Autonomous Driving
Jul 16, 2026

The Gist
A fatal Tesla crash was attributed to driver error rather than a self-driving malfunction, while Tesla's new AI5 chip for autonomous driving has completed its design at Samsung. Uber is expanding into hotels and travel services alongside its autonomous-vehicle data initiatives, and the autonomous vehicle industry faces evolving legal questions as companies like Waymo enter the rental car market.
Today's Stories
- 1
Tesla crash that killed grandmother was driver error, not self-driving failure
Federal safety investigators concluded that the driver of a Tesla Model 3 that crashed into a home in Katy, Texas, had pressed the accelerator to full speed, overriding the self-driving software. The vehicle traveled at more than 70 mph, jumped a curb, crossed a lawn, and struck a brick wall, killing 76-year-old Martha Avila who was standing in the front room. The finding clears Tesla's self-driving feature in this specific crash, but comes as the National Highway Traffic Safety Administration is conducting a separate investigation that could lead to a recall of 3.2 million Tesla vehicles. NHTSA elevated its probe to "engineering analysis" level after crashes where the self-driving feature failed to alert drivers to take control in fog and poor visibility.

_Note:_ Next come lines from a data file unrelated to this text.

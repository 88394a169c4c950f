//! Gradient-descent solvers for centered linear regression.
//!
//! Both solvers share the same iteration: forward pass, loss, convergence
//! check, periodic loss recording, backward pass. They differ only in which
//! rows feed each step, which is abstracted by [`BatchSource`].
pub mod batch;
pub mod factory;
pub mod minibatch;
pub mod result;

pub use batch::GradientDescent;
pub use factory::{build_solver, fit};
pub use minibatch::MiniBatchSgd;
pub use result::SolverResult;

use crate::error::Result;
use crate::losses::LossFunction;
use crate::math::Matrix;

/// Iteration interval at which the loss is recorded.
pub const LOSS_INTERVAL: usize = 100;

/// A solver fitting `theta` and the intercept of `y = x theta + b`.
pub trait Solver: Send + Sync {
    /// Fit on `x` (`rows x features`) and `y` (`rows x 1`).
    ///
    /// The inputs are never mutated; all working buffers are owned by the call.
    fn solve(&self, x: &Matrix, y: &Matrix, loss_fn: &dyn LossFunction) -> Result<SolverResult>;

    fn name(&self) -> &str {
        "solver"
    }
}

/// Step parameters shared by every solver.
#[derive(Debug, Clone, Copy, PartialEq)]
pub struct DescentParams {
    pub learning_rate: f64,
    pub n_iter: usize,
    pub tol: f64,
    pub seed: u64,
}

/// Forward pass, `y_pred = x theta`, written into a pre-shaped buffer.
pub fn forward(x: &Matrix, theta: &Matrix, y_pred: &mut Matrix) -> Result<()> {
    x.matmul_into(false, theta, false, y_pred)
}

/// Backward pass, `theta -= 2 * eta / n * gradient(x, y, theta)`.
pub fn backward(
    x: &Matrix,
    y: &Matrix,
    theta: &mut Matrix,
    eta: f64,
    loss_fn: &dyn LossFunction,
) -> Result<()> {
    let mut grad = loss_fn.gradient(x, y, theta)?;
    grad.scale(2.0 * eta / y.nrows() as f64);
    theta.sub(&grad)
}

/// Supplies the `(x, y)` pair used by one step.
pub(crate) trait BatchSource {
    /// Row count of every batch this source hands out.
    fn batch_rows(&self) -> usize;

    fn next_batch(&mut self) -> Result<(&Matrix, &Matrix)>;
}

/// Outcome of the iteration loop, before the intercept is recovered.
#[derive(Debug)]
pub(crate) struct Descent {
    pub converged: bool,
    pub iterations: usize,
    pub losses: Vec<f64>,
}

pub(crate) fn descend<S: BatchSource>(
    source: &mut S,
    theta: &mut Matrix,
    loss_fn: &dyn LossFunction,
    params: &DescentParams,
    label: &str,
) -> Result<Descent> {
    let mut y_pred = Matrix::create(source.batch_rows(), 1)?;
    let mut losses = Vec::with_capacity(params.n_iter / LOSS_INTERVAL);

    for i in 0..params.n_iter {
        let (x, y) = source.next_batch()?;
        forward(x, theta, &mut y_pred)?;
        let loss = loss_fn.loss(y, &y_pred)?;

        if loss < params.tol {
            log::info!("{}: converged in {} iterations", label, i + 1);
            return Ok(Descent {
                converged: true,
                iterations: i + 1,
                losses,
            });
        }

        if (i + 1) % LOSS_INTERVAL == 0 {
            log::info!("It. {}, loss = {:.4}", i + 1, loss);
            losses.push(loss);
        }

        backward(x, y, theta, params.learning_rate, loss_fn)?;
    }

    log::warn!(
        "{}: did not converge within {} iterations",
        label,
        params.n_iter
    );
    Ok(Descent {
        converged: false,
        iterations: params.n_iter,
        losses,
    })
}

The scrutiny is sensitive timing as CEO Elon Musk is preparing to turn hundreds of thousands of Teslas into fully automatic vehicles and begin selling Cybercabs without steering wheels or pedals.
NHTSA has opened 46 "special crash" investigations of Tesla's self-driving or driver-assistance technology over the past decade, with at least one person killed in more than a dozen of those crashes. The agency is also investigating the Texas house crash separately from the National Transportation Safety Board's report.
- 2
Micron sees memory demand as 'early innings' as market heads toward $1 trillion(約160兆円)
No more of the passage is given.